(Records for this exercise)

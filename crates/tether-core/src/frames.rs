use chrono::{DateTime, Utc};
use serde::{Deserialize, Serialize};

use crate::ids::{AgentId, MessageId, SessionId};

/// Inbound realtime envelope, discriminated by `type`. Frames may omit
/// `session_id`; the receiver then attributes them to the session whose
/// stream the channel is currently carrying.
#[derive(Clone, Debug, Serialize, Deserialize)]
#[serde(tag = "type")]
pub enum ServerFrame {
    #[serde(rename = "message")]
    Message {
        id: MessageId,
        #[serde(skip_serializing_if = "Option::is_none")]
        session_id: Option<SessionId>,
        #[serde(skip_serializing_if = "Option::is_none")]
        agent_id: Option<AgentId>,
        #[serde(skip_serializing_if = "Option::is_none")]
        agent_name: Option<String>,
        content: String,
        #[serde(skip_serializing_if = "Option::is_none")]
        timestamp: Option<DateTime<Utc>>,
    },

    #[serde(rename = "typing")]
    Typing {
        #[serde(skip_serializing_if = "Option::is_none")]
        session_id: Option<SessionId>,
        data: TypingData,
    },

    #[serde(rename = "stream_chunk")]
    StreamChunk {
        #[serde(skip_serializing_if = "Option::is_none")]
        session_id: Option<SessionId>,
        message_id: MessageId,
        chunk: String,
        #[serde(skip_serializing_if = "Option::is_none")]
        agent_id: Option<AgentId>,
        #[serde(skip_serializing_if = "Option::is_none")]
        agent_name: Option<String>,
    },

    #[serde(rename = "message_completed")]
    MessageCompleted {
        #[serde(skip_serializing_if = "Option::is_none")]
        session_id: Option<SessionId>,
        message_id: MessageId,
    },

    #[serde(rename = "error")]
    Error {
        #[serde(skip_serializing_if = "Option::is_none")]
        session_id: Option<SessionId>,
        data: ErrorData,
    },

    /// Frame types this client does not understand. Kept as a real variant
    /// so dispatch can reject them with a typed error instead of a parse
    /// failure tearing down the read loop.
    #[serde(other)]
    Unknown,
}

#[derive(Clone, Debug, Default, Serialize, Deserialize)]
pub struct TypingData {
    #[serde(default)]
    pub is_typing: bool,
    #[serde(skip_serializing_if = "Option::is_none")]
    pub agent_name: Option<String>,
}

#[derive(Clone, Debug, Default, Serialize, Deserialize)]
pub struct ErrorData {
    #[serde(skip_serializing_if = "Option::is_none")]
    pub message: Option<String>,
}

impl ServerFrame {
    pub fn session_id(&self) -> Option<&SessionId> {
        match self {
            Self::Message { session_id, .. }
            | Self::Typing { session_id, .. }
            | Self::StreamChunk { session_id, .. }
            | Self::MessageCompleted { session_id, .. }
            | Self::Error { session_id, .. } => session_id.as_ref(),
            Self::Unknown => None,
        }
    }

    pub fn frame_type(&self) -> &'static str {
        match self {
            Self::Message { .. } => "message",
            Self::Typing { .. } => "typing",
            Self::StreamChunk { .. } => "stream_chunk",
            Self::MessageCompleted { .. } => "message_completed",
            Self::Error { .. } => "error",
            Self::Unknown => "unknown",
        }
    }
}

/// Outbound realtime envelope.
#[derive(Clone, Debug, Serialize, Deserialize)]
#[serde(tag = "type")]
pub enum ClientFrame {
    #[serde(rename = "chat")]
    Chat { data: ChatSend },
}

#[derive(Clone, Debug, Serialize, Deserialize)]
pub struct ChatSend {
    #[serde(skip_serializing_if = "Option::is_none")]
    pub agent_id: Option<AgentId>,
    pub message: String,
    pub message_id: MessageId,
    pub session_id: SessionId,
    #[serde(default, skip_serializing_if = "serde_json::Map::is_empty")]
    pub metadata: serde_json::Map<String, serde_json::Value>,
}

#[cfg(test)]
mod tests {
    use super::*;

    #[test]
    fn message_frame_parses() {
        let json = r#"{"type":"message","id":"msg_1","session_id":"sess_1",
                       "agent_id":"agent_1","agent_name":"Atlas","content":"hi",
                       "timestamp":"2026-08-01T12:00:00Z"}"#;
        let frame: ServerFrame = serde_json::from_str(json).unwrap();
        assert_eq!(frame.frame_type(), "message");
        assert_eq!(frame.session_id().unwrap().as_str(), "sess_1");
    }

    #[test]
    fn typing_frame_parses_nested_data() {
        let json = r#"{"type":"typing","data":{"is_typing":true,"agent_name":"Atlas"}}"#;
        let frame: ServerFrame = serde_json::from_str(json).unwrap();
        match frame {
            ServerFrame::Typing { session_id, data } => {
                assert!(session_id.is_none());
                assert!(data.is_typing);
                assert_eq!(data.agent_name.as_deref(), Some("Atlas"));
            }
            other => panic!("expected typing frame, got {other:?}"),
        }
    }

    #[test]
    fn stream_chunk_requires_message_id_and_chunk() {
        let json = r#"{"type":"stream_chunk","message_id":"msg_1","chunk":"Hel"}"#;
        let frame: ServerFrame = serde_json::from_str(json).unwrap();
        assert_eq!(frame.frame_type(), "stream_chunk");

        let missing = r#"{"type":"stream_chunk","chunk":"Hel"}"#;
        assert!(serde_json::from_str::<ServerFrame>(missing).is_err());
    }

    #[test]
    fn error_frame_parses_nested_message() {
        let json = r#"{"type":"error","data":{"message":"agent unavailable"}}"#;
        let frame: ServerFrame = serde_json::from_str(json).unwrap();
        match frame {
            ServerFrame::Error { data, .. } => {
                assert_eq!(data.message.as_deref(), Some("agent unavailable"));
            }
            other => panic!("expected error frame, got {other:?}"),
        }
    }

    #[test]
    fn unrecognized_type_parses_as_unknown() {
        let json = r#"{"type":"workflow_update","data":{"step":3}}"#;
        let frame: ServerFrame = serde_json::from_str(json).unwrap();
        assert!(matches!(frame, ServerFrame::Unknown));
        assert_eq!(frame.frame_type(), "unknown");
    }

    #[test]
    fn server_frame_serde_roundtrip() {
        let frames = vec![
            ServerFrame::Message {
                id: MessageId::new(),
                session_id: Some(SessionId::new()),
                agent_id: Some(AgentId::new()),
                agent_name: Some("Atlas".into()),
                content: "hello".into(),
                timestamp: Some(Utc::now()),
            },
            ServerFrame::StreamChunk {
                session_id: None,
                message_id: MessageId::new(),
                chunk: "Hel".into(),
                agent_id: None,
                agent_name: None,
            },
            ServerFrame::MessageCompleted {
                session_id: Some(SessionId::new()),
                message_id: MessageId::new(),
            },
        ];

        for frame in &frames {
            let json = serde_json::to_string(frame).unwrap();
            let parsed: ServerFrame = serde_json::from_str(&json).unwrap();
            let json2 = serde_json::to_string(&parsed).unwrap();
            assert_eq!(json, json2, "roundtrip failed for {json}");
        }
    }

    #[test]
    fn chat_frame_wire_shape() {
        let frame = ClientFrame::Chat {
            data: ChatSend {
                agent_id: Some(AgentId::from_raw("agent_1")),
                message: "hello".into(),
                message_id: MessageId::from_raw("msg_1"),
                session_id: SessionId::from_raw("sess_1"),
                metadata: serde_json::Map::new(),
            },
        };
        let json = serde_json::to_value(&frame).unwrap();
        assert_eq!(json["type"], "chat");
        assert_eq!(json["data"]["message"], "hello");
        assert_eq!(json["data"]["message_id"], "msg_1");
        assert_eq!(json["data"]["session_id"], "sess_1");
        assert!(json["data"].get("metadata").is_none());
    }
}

(End Records for this exercise)

Task: Copy the data above. Keep each line exact.

Reply to the exercise:
filename crates/tether-core/src/frames.rs
use chrono::{DateTime, Utc};
use serde::{Deserialize, Serialize};

use crate::ids::{AgentId, MessageId, SessionId};

/// Inbound realtime envelope, discriminated by `type`. Frames may omit
/// `session_id`; the receiver then attributes them to the session whose
/// stream the channel is currently carrying.
#[derive(Clone, Debug, Serialize, Deserialize)]
#[serde(tag = "type")]
pub enum ServerFrame {
    #[serde(rename = "message")]
    Message {
        id: MessageId,
        #[serde(skip_serializing_if = "Option::is_none")]
        session_id: Option<SessionId>,
        #[serde(skip_serializing_if = "Option::is_none")]
        agent_id: Option<AgentId>,
        #[serde(skip_serializing_if = "Option::is_none")]
        agent_name: Option<String>,
        content: String,
        #[serde(skip_serializing_if = "Option::is_none")]
        timestamp: Option<DateTime<Utc>>,
    },

    #[serde(rename = "typing")]
    Typing {
        #[serde(skip_serializing_if = "Option::is_none")]
        session_id: Option<SessionId>,
        data: TypingData,
    },

    #[serde(rename = "stream_chunk")]
    StreamChunk {
        #[serde(skip_serializing_if = "Option::is_none")]
        session_id: Option<SessionId>,
        message_id: MessageId,
        chunk: String,
        #[serde(skip_serializing_if = "Option::is_none")]
        agent_id: Option<AgentId>,
        #[serde(skip_serializing_if = "Option::is_none")]
        agent_name: Option<String>,
    },

    #[serde(rename = "message_completed")]
    MessageCompleted {
        #[serde(skip_serializing_if = "Option::is_none")]
        session_id: Option<SessionId>,
        message_id: MessageId,
    },

    #[serde(rename = "error")]
    Error {
        #[serde(skip_serializing_if = "Option::is_none")]
        session_id: Option<SessionId>,
        data: ErrorData,
    },

    /// Frame types this client does not understand. Kept as a real variant
    /// so dispatch can reject them with a typed error instead of a parse
    /// failure tearing down the read loop.
    #[serde(other)]
    Unknown,
}

#[derive(Clone, Debug, Default, Serialize, Deserialize)]
pub struct TypingData {
    #[serde(default)]
    pub is_typing: bool,
    #[serde(skip_serializing_if = "Option::is_none")]
    pub agent_name: Option<String>,
}

#[derive(Clone, Debug, Default, Serialize, Deserialize)]
pub struct ErrorData {
    #[serde(skip_serializing_if = "Option::is_none")]
    pub message: Option<String>,
}

impl ServerFrame {
    pub fn session_id(&self) -> Option<&SessionId> {
        match self {
            Self::Message { session_id, .. }
            | Self::Typing { session_id, .. }
            | Self::StreamChunk { session_id, .. }
            | Self::MessageCompleted { session_id, .. }
            | Self::Error { session_id, .. } => session_id.as_ref(),
            Self::Unknown => None,
        }
    }

    pub fn frame_type(&self) -> &'static str {
        match self {
            Self::Message { .. } => "message",
            Self::Typing { .. } => "typing",
            Self::StreamChunk { .. } => "stream_chunk",
            Self::MessageCompleted { .. } => "message_completed",
            Self::Error { .. } => "error",
            Self::Unknown => "unknown",
        }
    }
}

/// Outbound realtime envelope.
#[derive(Clone, Debug, Serialize, Deserialize)]
#[serde(tag = "type")]
pub enum ClientFrame {
    #[serde(rename = "chat")]
    Chat { data: ChatSend },
}

#[derive(Clone, Debug, Serialize, Deserialize)]
pub struct ChatSend {
    #[serde(skip_serializing_if = "Option::is_none")]
    pub agent_id: Option<AgentId>,
    pub message: String,
    pub message_id: MessageId,
    pub session_id: SessionId,
    #[serde(default, skip_serializing_if = "serde_json::Map::is_empty")]
    pub metadata: serde_json::Map<String, serde_json::Value>,
}

#[cfg(test)]
mod tests {
    use super::*;

    #[test]
    fn message_frame_parses() {
        let json = r#"{"type":"message","id":"msg_1","session_id":"sess_1",
                       "agent_id":"agent_1","agent_name":"Atlas","content":"hi",
                       "timestamp":"2026-08-01T12:00:00Z"}"#;
        let frame: ServerFrame = serde_json::from_str(json).unwrap();
        assert_eq!(frame.frame_type(), "message");
        assert_eq!(frame.session_id().unwrap().as_str(), "sess_1");
    }

    #[test]
    fn typing_frame_parses_nested_data() {
        let json = r#"{"type":"typing","data":{"is_typing":true,"agent_name":"Atlas"}}"#;
        let frame: ServerFrame = serde_json::from_str(json).unwrap();
        match frame {
            ServerFrame::Typing { session_id, data } => {
                assert!(session_id.is_none());
                assert!(data.is_typing);
                assert_eq!(data.agent_name.as_deref(), Some("Atlas"));
            }
            other => panic!("expected typing frame, got {other:?}"),
        }
    }

    #[test]
    fn stream_chunk_requires_message_id_and_chunk() {
        let json = r#"{"type":"stream_chunk","message_id":"msg_1","chunk":"Hel"}"#;
        let frame: ServerFrame = serde_json::from_str(json).unwrap();
        assert_eq!(frame.frame_type(), "stream_chunk");

        let missing = r#"{"type":"stream_chunk","chunk":"Hel"}"#;
        assert!(serde_json::from_str::<ServerFrame>(missing).is_err());
    }

    #[test]
    fn error_frame_parses_nested_message() {
        let json = r#"{"type":"error","data":{"message":"agent unavailable"}}"#;
        let frame: ServerFrame = serde_json::from_str(json).unwrap();
        match frame {
            ServerFrame::Error { data, .. } => {
                assert_eq!(data.message.as_deref(), Some("agent unavailable"));
            }
            other => panic!("expected error frame, got {other:?}"),
        }
    }

    #[test]
    fn unrecognized_type_parses_as_unknown() {
        let json = r#"{"type":"workflow_update","data":{"step":3}}"#;
        let frame: ServerFrame = serde_json::from_str(json).unwrap();
        assert!(matches!(frame, ServerFrame::Unknown));
        assert_eq!(frame.frame_type(), "unknown");
    }

    #[test]
    fn server_frame_serde_roundtrip() {
        let frames = vec![
            ServerFrame::Message {
                id: MessageId::new(),
                session_id: Some(SessionId::new()),
                agent_id: Some(AgentId::new()),
                agent_name: Some("Atlas".into()),
                content: "hello".into(),
                timestamp: Some(Utc::now()),
            },
            ServerFrame::StreamChunk {
                session_id: None,
                message_id: MessageId::new(),
                chunk: "Hel".into(),
                agent_id: None,
                agent_name: None,
            },
            ServerFrame::MessageCompleted {
                session_id: Some(SessionId::new()),
                message_id: MessageId::new(),
            },
        ];

        for frame in &frames {
            let json = serde_json::to_string(frame).unwrap();
            let parsed: ServerFrame = serde_json::from_str(&json).unwrap();
            let json2 = serde_json::to_string(&parsed).unwrap();
            assert_eq!(json, json2, "roundtrip failed for {json}");
        }
    }

    #[test]
    fn chat_frame_wire_shape() {
        let frame = ClientFrame::Chat {
            data: ChatSend {
                agent_id: Some(AgentId::from_raw("agent_1")),
                message: "hello".into(),
                message_id: MessageId::from_raw("msg_1"),
                session_id: SessionId::from_raw("sess_1"),
                metadata: serde_json::Map::new(),
            },
        };
        let json = serde_json::to_value(&frame).unwrap();
        assert_eq!(json["type"], "chat");
        assert_eq!(json["data"]["message"], "hello");
        assert_eq!(json["data"]["message_id"], "msg_1");
        assert_eq!(json["data"]["session_id"], "sess_1");
        assert!(json["data"].get("metadata").is_none());
    }
}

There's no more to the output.